◆ **THE TASK**
Give back all of the data exactly as it appears here.

◆ **LISTED RECORDS**

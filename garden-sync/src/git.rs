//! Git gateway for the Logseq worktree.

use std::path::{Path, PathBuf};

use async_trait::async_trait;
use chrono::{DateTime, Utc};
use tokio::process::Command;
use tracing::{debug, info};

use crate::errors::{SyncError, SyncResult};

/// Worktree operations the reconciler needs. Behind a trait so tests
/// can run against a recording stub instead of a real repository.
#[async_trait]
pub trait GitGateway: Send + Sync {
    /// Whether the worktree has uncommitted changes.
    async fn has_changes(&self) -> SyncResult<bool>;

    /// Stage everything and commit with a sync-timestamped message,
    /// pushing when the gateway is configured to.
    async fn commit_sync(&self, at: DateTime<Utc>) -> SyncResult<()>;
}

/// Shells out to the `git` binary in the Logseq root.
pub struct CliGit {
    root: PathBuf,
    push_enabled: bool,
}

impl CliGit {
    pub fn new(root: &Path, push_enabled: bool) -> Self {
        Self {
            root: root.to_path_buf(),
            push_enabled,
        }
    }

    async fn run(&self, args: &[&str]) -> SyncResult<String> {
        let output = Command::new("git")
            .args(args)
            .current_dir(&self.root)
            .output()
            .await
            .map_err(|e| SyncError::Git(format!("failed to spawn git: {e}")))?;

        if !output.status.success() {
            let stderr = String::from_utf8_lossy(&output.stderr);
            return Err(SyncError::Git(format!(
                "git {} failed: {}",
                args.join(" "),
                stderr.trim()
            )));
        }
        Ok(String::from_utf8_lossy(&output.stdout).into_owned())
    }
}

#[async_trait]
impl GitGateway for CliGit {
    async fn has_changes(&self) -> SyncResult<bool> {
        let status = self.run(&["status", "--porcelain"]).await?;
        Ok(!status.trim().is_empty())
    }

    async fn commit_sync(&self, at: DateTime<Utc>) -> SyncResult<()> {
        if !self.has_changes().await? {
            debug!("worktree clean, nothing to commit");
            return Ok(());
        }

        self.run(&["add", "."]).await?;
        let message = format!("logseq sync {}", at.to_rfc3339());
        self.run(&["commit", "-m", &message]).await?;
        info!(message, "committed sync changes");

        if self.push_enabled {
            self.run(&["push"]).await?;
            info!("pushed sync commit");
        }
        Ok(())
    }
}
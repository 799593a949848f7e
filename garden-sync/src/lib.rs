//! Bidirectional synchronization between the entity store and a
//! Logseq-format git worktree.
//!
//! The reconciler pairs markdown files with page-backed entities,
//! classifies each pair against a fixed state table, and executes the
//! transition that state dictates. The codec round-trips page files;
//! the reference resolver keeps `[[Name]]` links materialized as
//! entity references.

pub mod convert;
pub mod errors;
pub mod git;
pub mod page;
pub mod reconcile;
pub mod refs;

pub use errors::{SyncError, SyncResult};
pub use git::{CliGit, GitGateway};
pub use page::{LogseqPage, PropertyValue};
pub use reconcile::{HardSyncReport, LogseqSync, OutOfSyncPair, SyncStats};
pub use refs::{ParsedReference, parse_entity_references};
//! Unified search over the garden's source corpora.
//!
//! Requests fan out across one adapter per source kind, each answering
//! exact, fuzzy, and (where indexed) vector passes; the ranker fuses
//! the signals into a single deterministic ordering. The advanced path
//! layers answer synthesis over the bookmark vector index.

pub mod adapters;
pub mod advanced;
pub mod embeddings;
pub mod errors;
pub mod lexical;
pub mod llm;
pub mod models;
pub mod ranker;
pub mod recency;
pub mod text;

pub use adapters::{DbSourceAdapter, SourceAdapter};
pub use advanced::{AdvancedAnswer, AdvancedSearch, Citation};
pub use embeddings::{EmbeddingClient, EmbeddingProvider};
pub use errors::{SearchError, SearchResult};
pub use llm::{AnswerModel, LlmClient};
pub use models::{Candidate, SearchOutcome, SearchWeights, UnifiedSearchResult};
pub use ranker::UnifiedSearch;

◆ **ANSWER TO THIS EXERCISE**
filename garden-sync/src/git.rs
//! Git gateway for the Logseq worktree.

use std::path::{Path, PathBuf};

use async_trait::async_trait;
use chrono::{DateTime, Utc};
use tokio::process::Command;
use tracing::{debug, info};

use crate::errors::{SyncError, SyncResult};

/// Worktree operations the reconciler needs. Behind a trait so tests
/// can run against a recording stub instead of a real repository.
#[async_trait]
pub trait GitGateway: Send + Sync {
    /// Whether the worktree has uncommitted changes.
    async fn has_changes(&self) -> SyncResult<bool>;

    /// Stage everything and commit with a sync-timestamped message,
    /// pushing when the gateway is configured to.
    async fn commit_sync(&self, at: DateTime<Utc>) -> SyncResult<()>;
}

/// Shells out to the `git` binary in the Logseq root.
pub struct CliGit {
    root: PathBuf,
    push_enabled: bool,
}

impl CliGit {
    pub fn new(root: &Path, push_enabled: bool) -> Self {
        Self {
            root: root.to_path_buf(),
            push_enabled,
        }
    }

    async fn run(&self, args: &[&str]) -> SyncResult<String> {
        let output = Command::new("git")
            .args(args)
            .current_dir(&self.root)
            .output()
            .await
            .map_err(|e| SyncError::Git(format!("failed to spawn git: {e}")))?;

        if !output.status.success() {
            let stderr = String::from_utf8_lossy(&output.stderr);
            return Err(SyncError::Git(format!(
                "git {} failed: {}",
                args.join(" "),
                stderr.trim()
            )));
        }
        Ok(String::from_utf8_lossy(&output.stdout).into_owned())
    }
}

#[async_trait]
impl GitGateway for CliGit {
    async fn has_changes(&self) -> SyncResult<bool> {
        let status = self.run(&["status", "--porcelain"]).await?;
        Ok(!status.trim().is_empty())
    }

    async fn commit_sync(&self, at: DateTime<Utc>) -> SyncResult<()> {
        if !self.has_changes().await? {
            debug!("worktree clean, nothing to commit");
            return Ok(());
        }

        self.run(&["add", "."]).await?;
        let message = format!("logseq sync {}", at.to_rfc3339());
        self.run(&["commit", "-m", &message]).await?;
        info!(message, "committed sync changes");

        if self.push_enabled {
            self.run(&["push"]).await?;
            info!("pushed sync commit");
        }
        Ok(())
    }
}
repository 799593a949848f7e
filename garden-sync/src/lib.rs
//! Bidirectional synchronization between the entity store and a
//! Logseq-format git worktree.
//!
//! The reconciler pairs markdown files with page-backed entities,
//! classifies each pair against a fixed state table, and executes the
//! transition that state dictates. The codec round-trips page files;
//! the reference resolver keeps `[[Name]]` links materialized as
//! entity references.

pub mod convert;
pub mod errors;
pub mod git;
pub mod page;
pub mod reconcile;
pub mod refs;

pub use errors::{SyncError, SyncResult};
pub use git::{CliGit, GitGateway};
pub use page::{LogseqPage, PropertyValue};
pub use reconcile::{HardSyncReport, LogseqSync, OutOfSyncPair, SyncStats};
pub use refs::{ParsedReference, parse_entity_references};
//! Unified search over the garden's source corpora.
//!
//! Requests fan out across one adapter per source kind, each answering
//! exact, fuzzy, and (where indexed) vector passes; the ranker fuses
//! the signals into a single deterministic ordering. The advanced path
//! layers answer synthesis over the bookmark vector index.

pub mod adapters;
pub mod advanced;
pub mod embeddings;
pub mod errors;
pub mod lexical;
pub mod llm;
pub mod models;
pub mod ranker;
pub mod recency;
pub mod text;

pub use adapters::{DbSourceAdapter, SourceAdapter};
pub use advanced::{AdvancedAnswer, AdvancedSearch, Citation};
pub use embeddings::{EmbeddingClient, EmbeddingProvider};
pub use errors::{SearchError, SearchResult};
pub use llm::{AnswerModel, LlmClient};
pub use models::{Candidate, SearchOutcome, SearchWeights, UnifiedSearchResult};
pub use ranker::UnifiedSearch;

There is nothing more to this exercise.